Do you mean two-point correlations that involve a galaxy density? You are doing shape two-point correlation functions, I thought.

Sorry, yes, two-point as in position-position. I think position-shear will work without randoms but can't be sure till I fix issue #23.

Unit tests: would be good to get some very small amount of default data that could be used for this.

I'm curious what the LSST folks are doing already to test their code...

HironaoMiyatake commented 10 years ago

We should weight based on the shape measurement error and shape noise added in quadrature. This is not too far from uniform weighting so it's not like what you're doing right now is horribly wrong. But probably better to update this.

Right, will do later today probably. (These shapes are distortions, yes?)

My crude weight used for my tests so far is wt = 1./(0.362 + eerr2), where I think 0.36 is derived from SDSS in some of Reina's paper (@rmandelb could clarify). eerr is error in distortion, 1 component.

Unit tests: would be good to get some very small amount of default data that could be used for this.

The problem is that the HSC data is not public. Now is it time to set up a private repository? Or we could use somewhere else which is protected by a password.

rmandelb commented 10 years ago

So it's probably better to have a hard cutoff. What should that cutoff be? Are you suggesting a hard cutoff in S/N, in maximum number of stars, or ...? I'm open to suggestion, basically. (I think S/N would make more sense, probably, or raw flux, rather than number of objects.)

I don't think raw flux makes sense. S/N is probably best.

That's tricky. Most of the obvious samples I can think of are low density enough that at the CCD level, you might have an average of <1 per CCD. We could always just try a random selection, or semi-random above a flux cutoff--I think the important thing is to have some real objects for the test, but using all the galaxies could take too long.

Okay, perhaps a random subsample for those above a S/N cutoff.

We should weight based on the shape measurement error and shape noise added in quadrature. This is not too far from uniform weighting so it's not like what you're doing right now is horribly wrong. But probably better to update this. Right, will do later today probably. (These shapes are distortions, yes?)

Yes, distortions.

rmandelb commented 10 years ago

Regarding a small amount of data: does it have to be HSC data? If the formats used for outputs is the same for some public S-Cam data, we could run the pipeline on some S-Cam data (like one CCD) and put that output in the repo for testing.

HironaoMiyatake commented 10 years ago

I think SC data is okay. The ACT cluster data is public, so we can use it. However, I have to run soon for a short trip during this Friday and weekend, so it might be better to make a new issue for it, depending on time scale of this PR.

rmandelb commented 10 years ago

I think it’s okay to open a new issue and do it next week or whatever. It’s fine as long as we have a plan!

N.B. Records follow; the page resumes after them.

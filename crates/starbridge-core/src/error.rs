//! Error types for the simulation core.
//!
//! Errors are only raised for invalid direct use of the API: commands aimed
//! at the wrong kind of entity, out-of-range values, bad configuration.
//! Systems never return errors; a missing component inside a system pass is
//! a silent no-op.

use thiserror::Error;

use crate::entity::{ComponentKind, EntityId};

/// Errors returned by [`World`](crate::world::World) and
/// [`EntityStore`](crate::store::EntityStore) operations.
#[derive(Debug, Clone, PartialEq, Error)]
pub enum CoreError {
    /// No entity with this id exists.
    #[error("entity {0} not found")]
    EntityNotFound(EntityId),

    /// An entity with this id is already registered.
    #[error("entity {0} already exists")]
    DuplicateEntity(EntityId),

    /// The entity exists but lacks a component the operation needs.
    #[error("entity {entity} has no {component} component")]
    MissingComponent {
        /// Entity the operation targeted.
        entity: EntityId,
        /// Component the operation required.
        component: ComponentKind,
    },

    /// A numeric argument fell outside its accepted range.
    #[error("{field} = {value} is outside [{min}, {max}]")]
    OutOfRange {
        /// Name of the offending field.
        field: &'static str,
        /// Value supplied.
        value: f64,
        /// Inclusive lower bound.
        min: f64,
        /// Inclusive upper bound.
        max: f64,
    },

    /// Configuration failed validation.
    #[error("invalid configuration: {0}")]
    InvalidConfig(String),

    /// World state could not be encoded for hashing.
    #[error("snapshot encoding failed: {0}")]
    Snapshot(String),
}

impl CoreError {
    /// Shorthand for [`CoreError::MissingComponent`].
    #[must_use]
    pub const fn missing(entity: EntityId, component: ComponentKind) -> Self {
        Self::MissingComponent { entity, component }
    }

    /// Checks `value` against an inclusive range.
    ///
    /// # Errors
    ///
    /// Returns [`CoreError::OutOfRange`] when `value` is outside `[min, max]`
    /// or not a number.
    pub fn check_range(field: &'static str, value: f64, min: f64, max: f64) -> Result<f64> {
        if value.is_nan() || value < min || value > max {
            return Err(Self::OutOfRange {
                field,
                value,
                min,
                max,
            });
        }
        Ok(value)
    }
}

impl From<serde_json::Error> for CoreError {
    fn from(err: serde_json::Error) -> Self {
        Self::Snapshot(err.to_string())
    }
}

/// Result alias used throughout the crate.
pub type Result<T> = std::result::Result<T, CoreError>;
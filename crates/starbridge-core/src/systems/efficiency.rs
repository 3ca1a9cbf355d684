//! Efficiency wear from overload and entropy.

use rand::Rng;

use crate::entity::components::{Efficiency, Power, EPSILON};
use crate::entity::{ComponentMask, EntityId};
use crate::system::{System, SystemContext, SystemDeclaration, SystemId};

use super::MS_PER_SECOND;

/// Degrades `Efficiency` on every powered system.
///
/// Each invocation draws exactly one value from the world RNG per eligible
/// entity, whether or not its entropy multiplier is zero, so the draw
/// sequence depends only on which entities exist.
#[derive(Debug)]
pub struct PowerEfficiencyOverloadSystem {
    declaration: SystemDeclaration,
}

impl PowerEfficiencyOverloadSystem {
    /// Creates the system.
    #[must_use]
    pub fn new() -> Self {
        Self {
            declaration: SystemDeclaration::new(
                SystemId::new("power_efficiency_overload"),
                ComponentMask::POWER | ComponentMask::EFFICIENCY,
            ),
        }
    }
}

impl Default for PowerEfficiencyOverloadSystem {
    fn default() -> Self {
        Self::new()
    }
}

impl System for PowerEfficiencyOverloadSystem {
    fn declaration(&self) -> &SystemDeclaration {
        &self.declaration
    }

    fn update(&mut self, ctx: &mut SystemContext<'_>, id: EntityId, elapsed_ms: f64) {
        let roll = ctx.rng().gen::<f64>().abs();

        let Some(power) = ctx.store().component::<Power>(id) else {
            return;
        };
        let overload = overload_percent(power.current_power, power.max_safe_power);

        let Some(efficiency) = ctx.store_mut().component_mut::<Efficiency>(id) else {
            return;
        };
        let entropy = roll * efficiency.entropy_multiplier;
        let wear = (overload * efficiency.multiplier + entropy).max(0.0);
        efficiency.efficiency =
            (efficiency.efficiency - wear * elapsed_ms / MS_PER_SECOND).clamp(0.0, 1.0);
    }
}

/// Fraction by which `current` exceeds `max_safe`, or zero when within
/// limits. A zero `max_safe` is treated as a tiny positive limit.
#[must_use]
pub fn overload_percent(current: u32, max_safe: u32) -> f64 {
    let max_safe = f64::from(max_safe).max(EPSILON);
    ((f64::from(current) - max_safe) / max_safe).max(0.0)
}

#[cfg(test)]
mod tests {
    use super::*;
    use crate::entity::components::Components;
    use crate::world::World;

    fn powered(current: u32, max_safe: u32, efficiency: Efficiency) -> Components {
        Components::new()
            .with(Power {
                current_power: current,
                max_safe_power: max_safe,
                ..Power::default()
            })
            .with(efficiency)
    }

    fn world() -> World {
        let mut world = World::new(7);
        world.add_system(Box::new(PowerEfficiencyOverloadSystem::new()));
        world
    }

    fn efficiency(world: &World, id: EntityId) -> f64 {
        world.store().component::<Efficiency>(id).unwrap().efficiency
    }

    #[test]
    fn overload_fraction() {
        assert!((overload_percent(15, 10) - 0.5).abs() < 1e-12);
        assert_eq!(overload_percent(10, 10), 0.0);
        assert_eq!(overload_percent(3, 10), 0.0);
        assert_eq!(overload_percent(0, 0), 0.0);
        assert!(overload_percent(1, 0) > 1.0);
    }

    #[test]
    fn overload_wears_efficiency() {
        let mut world = world();
        let id = world.spawn(powered(15, 10, Efficiency::default()));

        world.update(1000.0);

        assert!((efficiency(&world, id) - 0.5).abs() < 1e-12);
    }

    #[test]
    fn within_limits_without_entropy_is_stable() {
        let mut world = world();
        let id = world.spawn(powered(10, 10, Efficiency::default()));

        for _ in 0..10 {
            world.update(1000.0);
        }
        assert_eq!(efficiency(&world, id), 1.0);
    }

    #[test]
    fn entropy_alone_wears_efficiency() {
        let mut world = world();
        let id = world.spawn(powered(
            0,
            10,
            Efficiency {
                entropy_multiplier: 0.01,
                ..Efficiency::default()
            },
        ));

        world.update(1000.0);
        let after = efficiency(&world, id);
        assert!(after < 1.0);
        assert!(after >= 0.99);
    }

    #[test]
    fn clamped_at_zero() {
        let mut world = world();
        let id = world.spawn(powered(100, 1, Efficiency::default()));

        world.update(10_000.0);
        assert_eq!(efficiency(&world, id), 0.0);
    }

    #[test]
    fn negative_multiplier_never_repairs() {
        let mut world = world();
        let id = world.spawn(powered(
            20,
            10,
            Efficiency {
                efficiency: 0.5,
                multiplier: -1.0,
                entropy_multiplier: 0.0,
            },
        ));

        world.update(1000.0);
        assert_eq!(efficiency(&world, id), 0.5);
    }
}
//! Torpedo guidance.

use glam::DVec3;
use helm::steering;

use crate::entity::components::{Mass, Torpedo, Velocity, EPSILON};
use crate::entity::{ComponentMask, EntityId};
use crate::frames;
use crate::system::{System, SystemContext, SystemDeclaration, SystemId};

use super::MS_PER_SECOND;

/// Kilonewtons to newtons.
const KN_TO_N: f64 = 1000.0;

/// Steers torpedoes toward the predicted position of their target.
///
/// Only velocity is changed here; positions are advanced by the
/// [`MotionSystem`](super::MotionSystem) later in the tick. A torpedo whose
/// target is gone or unreachable keeps its velocity and coasts.
#[derive(Debug)]
pub struct TorpedoMovementSystem {
    declaration: SystemDeclaration,
}

impl TorpedoMovementSystem {
    /// Creates the system.
    #[must_use]
    pub fn new() -> Self {
        Self {
            declaration: SystemDeclaration::new(
                SystemId::new("torpedo_movement"),
                ComponentMask::TORPEDO | ComponentMask::POSITION | ComponentMask::VELOCITY,
            ),
        }
    }
}

impl Default for TorpedoMovementSystem {
    fn default() -> Self {
        Self::new()
    }
}

impl System for TorpedoMovementSystem {
    fn declaration(&self) -> &SystemDeclaration {
        &self.declaration
    }

    fn update(&mut self, ctx: &mut SystemContext<'_>, id: EntityId, elapsed_ms: f64) {
        let dt = elapsed_ms / MS_PER_SECOND;
        let store = ctx.store();
        let Some(torpedo) = store.component::<Torpedo>(id).copied() else {
            return;
        };
        let Some(mut velocity) = store.component::<Velocity>(id).map(|v| v.linear) else {
            return;
        };
        let mass = store
            .component::<Mass>(id)
            .map_or(1.0, |m| m.mass)
            .max(EPSILON);

        let guidance = torpedo.target_id.and_then(|target| {
            let (position, target_position) = frames::relative_positions(store, id, target)?;
            let target_velocity = store
                .component::<Velocity>(target)
                .map_or(DVec3::ZERO, |v| v.linear);
            Some((position, target_position, target_velocity))
        });

        if let Some((position, target_position, target_velocity)) = guidance {
            let t = steering::intercept_time(position, target_position, torpedo.speed);
            let desired =
                steering::pursue(position, target_position, target_velocity, t) * torpedo.speed;
            let acceleration = torpedo.max_force * KN_TO_N / mass;
            velocity += (desired - velocity).normalize_or_zero() * acceleration * dt;
        }

        let store = ctx.store_mut();
        if let Some(v) = store.component_mut::<Velocity>(id) {
            v.linear = velocity;
        }
        if let Some(torpedo) = store.component_mut::<Torpedo>(id) {
            torpedo.distance_traveled += velocity.length() * dt;
        }
    }
}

HironaoMiyatake commented 10 years ago

Okay, I'll open an issue!

TallJimbo commented 10 years ago

Review complete; all my comments are in the diff comments.

msimet commented 10 years ago

My crude weight used for my tests so far is wt = 1./(0.362 + eerr2), where I think 0.36 is derived from SDSS in some of Reina's paper (@rmandelb could clarify). eerr is error in distortion, 1 component.

Yes, 0.36 was what they measured in Reina's paper (0.365 actually I believe). However, that was for the sample after some cuts--I've put it in for now (with max(e1_err,e2_err) as eerr) but we might have to think more carefully about it in the future.

msimet commented 10 years ago

Noting for those not looking at the diff that what I called StileField.py and StileFieldNoTract.py are now StileVisit.py and StileVisitNoTract.py thanks to some points @TallJimbo made above about terminology.

msimet commented 10 years ago

Does anyone else have any comments on this PR? Does anyone want to look over the code that's been added due to comments? If nobody speaks up, I will merge tomorrow evening.

msimet commented 10 years ago

Pursuant to some discussion on branch #18, I just changed the call signature for the SysTestAdapters here to include the config objects from the Task.

msimet commented 10 years ago

I just realized we needed slight fixes to the tests and example scripts here, so that's done. New plan: merge tomorrow.